Picked up a new Ruger LCP (380) with the hard chrome slide and barrel earlier this week. This is my first 'mouse' gun, and I wasn't sure what the expect.

Out of the box the fit and finish of the gun was perfect. The gun was tight with no play whatsoever. There were some marks on the top side of the chamber, but apparently from the test firing of the gun. Before taking it to the range I took the LCP apart, cleaned, and lubed the slide and gun. It took me a little practice, but taking apart and reassembly of the LCP is very easy. The model LCP that I purchased has the chrome slide and barrel. The chrome finish makes cleaning a snap.

At the range two targets were set up 10 yards downrange. Testing was done with PMC Bronze 90 grain FMJ ammo.

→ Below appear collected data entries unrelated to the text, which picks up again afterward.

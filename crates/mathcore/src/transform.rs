//! Tagged transform ops, the ordered transform list, and matrix composition.

use std::fmt;
use std::str::FromStr;

use serde::{Deserialize, Serialize};
use thiserror::Error;

use crate::{DMat4, dvec3};

/// Coordinate axis selector shared by the rotate/reflect/skew ops.
#[derive(Clone, Copy, Debug, PartialEq, Eq, Serialize, Deserialize)]
#[serde(rename_all = "lowercase")]
pub enum Axis {
    X,
    Y,
    Z,
}

impl Axis {
    /// The two axes spanning the plane orthogonal to `self`, in X/Y/Z order.
    pub fn others(self) -> (Axis, Axis) {
        match self {
            Axis::X => (Axis::Y, Axis::Z),
            Axis::Y => (Axis::X, Axis::Z),
            Axis::Z => (Axis::X, Axis::Y),
        }
    }
}

impl fmt::Display for Axis {
    fn fmt(&self, f: &mut fmt::Formatter<'_>) -> fmt::Result {
        match self {
            Axis::X => write!(f, "X"),
            Axis::Y => write!(f, "Y"),
            Axis::Z => write!(f, "Z"),
        }
    }
}

#[derive(Debug, Error)]
#[error("Unknown axis '{0}', expected one of x/y/z")]
pub struct ParseAxisError(String);

impl FromStr for Axis {
    type Err = ParseAxisError;

    fn from_str(s: &str) -> Result<Self, Self::Err> {
        match s.to_ascii_lowercase().as_str() {
            "x" => Ok(Axis::X),
            "y" => Ok(Axis::Y),
            "z" => Ok(Axis::Z),
            other => Err(ParseAxisError(other.to_string())),
        }
    }
}

/// Transform identity within one [`TransformList`] (dense counter, never reused).
pub type TransformId = u32;

/// Kind-specific parameters of a single transform.
///
/// Serialized with an internal `kind` tag so lists saved by an earlier session
/// revive into the same variants.
#[derive(Clone, Copy, Debug, PartialEq, Serialize, Deserialize)]
#[serde(tag = "kind", rename_all = "snake_case")]
pub enum TransformOp {
    Scale { x: f64, y: f64, z: f64 },
    Translate { x: f64, y: f64, z: f64 },
    Rotate { angle_degrees: f64, axis: Axis },
    Reflect { axis: Axis },
    Skew { s: f64, t: f64, axis: Axis },
    Invert { target: TransformId },
}

/// One entry of the ordered transform list.
#[derive(Clone, Copy, Debug, PartialEq, Serialize, Deserialize)]
pub struct Transform {
    pub id: TransformId,
    #[serde(flatten)]
    pub op: TransformOp,
}

impl Transform {
    /// Homogeneous matrix of this transform.
    ///
    /// `all` is the full sibling list; `Invert` resolves its target there and
    /// degrades to the identity when the id is missing.
    pub fn matrix(&self, all: &[Transform]) -> DMat4 {
        self.matrix_bounded(all, all.len())
    }

    fn matrix_bounded(&self, all: &[Transform], fuel: usize) -> DMat4 {
        match self.op {
            TransformOp::Scale { x, y, z } => DMat4::from_scale(dvec3(x, y, z)),
            TransformOp::Translate { x, y, z } => DMat4::from_translation(dvec3(x, y, z)),
            TransformOp::Rotate {
                angle_degrees,
                axis,
            } => {
                let rad = angle_degrees.to_radians();
                match axis {
                    Axis::X => DMat4::from_rotation_x(rad),
                    Axis::Y => DMat4::from_rotation_y(rad),
                    Axis::Z => DMat4::from_rotation_z(rad),
                }
            }
            TransformOp::Reflect { axis } => {
                let mut m = DMat4::IDENTITY;
                match axis {
                    Axis::X => m.x_axis.x = -1.0,
                    Axis::Y => m.y_axis.y = -1.0,
                    Axis::Z => m.z_axis.z = -1.0,
                }
                m
            }
            TransformOp::Skew { s, t, axis } => {
                // Shear the named coordinate by the two others.
                let mut m = DMat4::IDENTITY;
                match axis {
                    Axis::X => {
                        m.y_axis.x = s;
                        m.z_axis.x = t;
                    }
                    Axis::Y => {
                        m.x_axis.y = s;
                        m.z_axis.y = t;
                    }
                    Axis::Z => {
                        m.x_axis.z = s;
                        m.y_axis.z = t;
                    }
                }
                m
            }
            TransformOp::Invert { target } => {
                // A lookup chain longer than the list means the references
                // cycle; that degrades to the identity like a missing id.
                if fuel == 0 {
                    return DMat4::IDENTITY;
                }
                match find(all, target) {
                    Some(t) => t.matrix_bounded(all, fuel - 1).inverse(),
                    None => DMat4::IDENTITY,
                }
            }
        }
    }

    /// Human-readable label matching the demo UI.
    pub fn label(&self, all: &[Transform]) -> String {
        self.label_bounded(all, all.len())
    }

    fn label_bounded(&self, all: &[Transform], fuel: usize) -> String {
        match self.op {
            TransformOp::Scale { x, y, z } => format!("Scale({x:.2}, {y:.2}, {z:.2})"),
            TransformOp::Translate { x, y, z } => {
                format!("Translate({x:.2}, {y:.2}, {z:.2})")
            }
            TransformOp::Rotate {
                angle_degrees,
                axis,
            } => format!("Rotate{axis}({angle_degrees:.2}\u{b0})"),
            TransformOp::Reflect { axis } => {
                let (a, b) = axis.others();
                format!("Reflect({a}-{b} Plane)")
            }
            TransformOp::Skew { s, t, axis } => {
                let (a, b) = axis.others();
                format!("Skew{a}{b}(s={s:.2}, t={t:.2})")
            }
            TransformOp::Invert { target } => {
                let resolved = if fuel == 0 { None } else { find(all, target) };
                match resolved {
                    Some(t) => format!("Invert({})", t.label_bounded(all, fuel - 1)),
                    None => "Invert(Unknown)".to_string(),
                }
            }
        }
    }
}

fn find(all: &[Transform], id: TransformId) -> Option<&Transform> {
    all.iter().find(|t| t.id == id)
}

/// Ordered transform list; list order is composition order.
///
/// Owns the id counter, so identities stay unique per list instead of relying
/// on process-wide state.
#[derive(Clone, Debug, Default)]
pub struct TransformList {
    transforms: Vec<Transform>,
    next_id: TransformId,
}

impl TransformList {
    pub fn new() -> Self {
        Self::default()
    }

    /// Revive a previously serialized list; the id counter resumes past the
    /// highest restored id so new entries never collide.
    pub fn from_saved(saved: Vec<Transform>) -> Self {
        let next_id = saved.iter().map(|t| t.id).max().unwrap_or(0);
        Self {
            transforms: saved,
            next_id,
        }
    }

    /// Append a transform, returning its freshly assigned id.
    pub fn push(&mut self, op: TransformOp) -> TransformId {
        self.next_id += 1;
        let id = self.next_id;
        self.transforms.push(Transform { id, op });
        id
    }

    /// Replace the element at `index` with a copy carrying the new op.
    /// The id is preserved; stored entries are never mutated in place.
    pub fn set_op(&mut self, index: usize, op: TransformOp) -> bool {
        match self.transforms.get(index) {
            Some(&Transform { id, .. }) => {
                self.transforms[index] = Transform { id, op };
                true
            }
            None => false,
        }
    }

    pub fn remove(&mut self, index: usize) -> Option<Transform> {
        if index < self.transforms.len() {
            Some(self.transforms.remove(index))
        } else {
            None
        }
    }

    /// Swap with the previous entry; no-op at the top.
    pub fn move_up(&mut self, index: usize) -> bool {
        if index == 0 || index >= self.transforms.len() {
            return false;
        }
        self.transforms.swap(index - 1, index);
        true
    }

    /// Swap with the next entry; no-op at the bottom.
    pub fn move_down(&mut self, index: usize) -> bool {
        if index + 1 >= self.transforms.len() {
            return false;
        }
        self.transforms.swap(index, index + 1);
        true
    }

    pub fn get(&self, index: usize) -> Option<&Transform> {
        self.transforms.get(index)
    }

    pub fn as_slice(&self) -> &[Transform] {
        &self.transforms
    }

    pub fn len(&self) -> usize {
        self.transforms.len()
    }

    pub fn is_empty(&self) -> bool {
        self.transforms.is_empty()
    }

    /// Fold the list into one combined matrix.
    ///
    /// Each step pre-multiplies (`m * acc`) so the transform listed first is
    /// applied to a point first; the perspective matrix is pre-multiplied last.
    pub fn compose(&self, perspective_amount: f64) -> DMat4 {
        let combined = self
            .transforms
            .iter()
            .fold(DMat4::IDENTITY, |acc, t| t.matrix(&self.transforms) * acc);
        perspective_matrix(perspective_amount) * combined
    }
}

/// Identity matrix with the w-row z-column entry set to `amount`.
pub fn perspective_matrix(amount: f64) -> DMat4 {
    let mut m = DMat4::IDENTITY;
    m.z_axis.w = amount;
    m
}

/// Monospace dump of the 16 components in column-major order: two decimals,
/// padded to width 5, four per line.
pub fn format_matrix(m: &DMat4) -> String {
    let cells: Vec<String> = m
        .to_cols_array()
        .iter()
        .map(|v| format!("{v:>5.2}"))
        .collect();
    let mut out = String::new();
    for row in cells.chunks(4) {
        out.push_str(&row.join(" "));
        out.push('\n');
    }
    out
}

One target was used for standing unsupported shooting and the other was used with a benchrest (no sandbags or other supports). If I had to do it over again, I would have gotten used to the sights before testing, and it took me a few shots before I learned where the point of aim was on the LCP.

I can't say that I'm the best shot or that I was even that taking that much time with each shot. It was clear to me immediately that the gun was capable of greater accuracy than I am capable of delivering. In fact, I was shocked with how accurate and easy to shoot the LCP is. The trigger pull is long, but smooth. There was no problem staying on target throughout the trigger pull.

I had no failures of any kind with the LCP. The recoil was hefty, but didn't bother me much at all. I had read some feedback on the 380 round having significant recoil, but it was well within manageable for me. Your mileage may vary.

*BOTTOM LINE*

I am thrilled with the Ruger LCP. It is obviously amazingly concealable, fit and finish are excellent, and the LCP is far more accurate than what I expected. Highly recommended so far.

*Ruger LCP*





*Range Results - 10 Yards Unsupported*



*Range Results - 10 Yards Benchrest Supported*


----------



## Tuefelhunden (Nov 20, 2006)

Congrats. My experience mirrors yours. I have the chromed model as well. Simple smooth double action trigger and surprisingly accurate and easy to control.


----------



## cougartex (Jan 2, 2010)

Congratulations. Safe shooting. :smt071


----------



## MitchellB (Aug 14, 2010)

Congrats on the new gun. I like the looks and function of the chrome slide. Best of luck with it.


----------



## Handgun World (Oct 28, 2009)

Nice little gun, don't ever leave home without it!


----------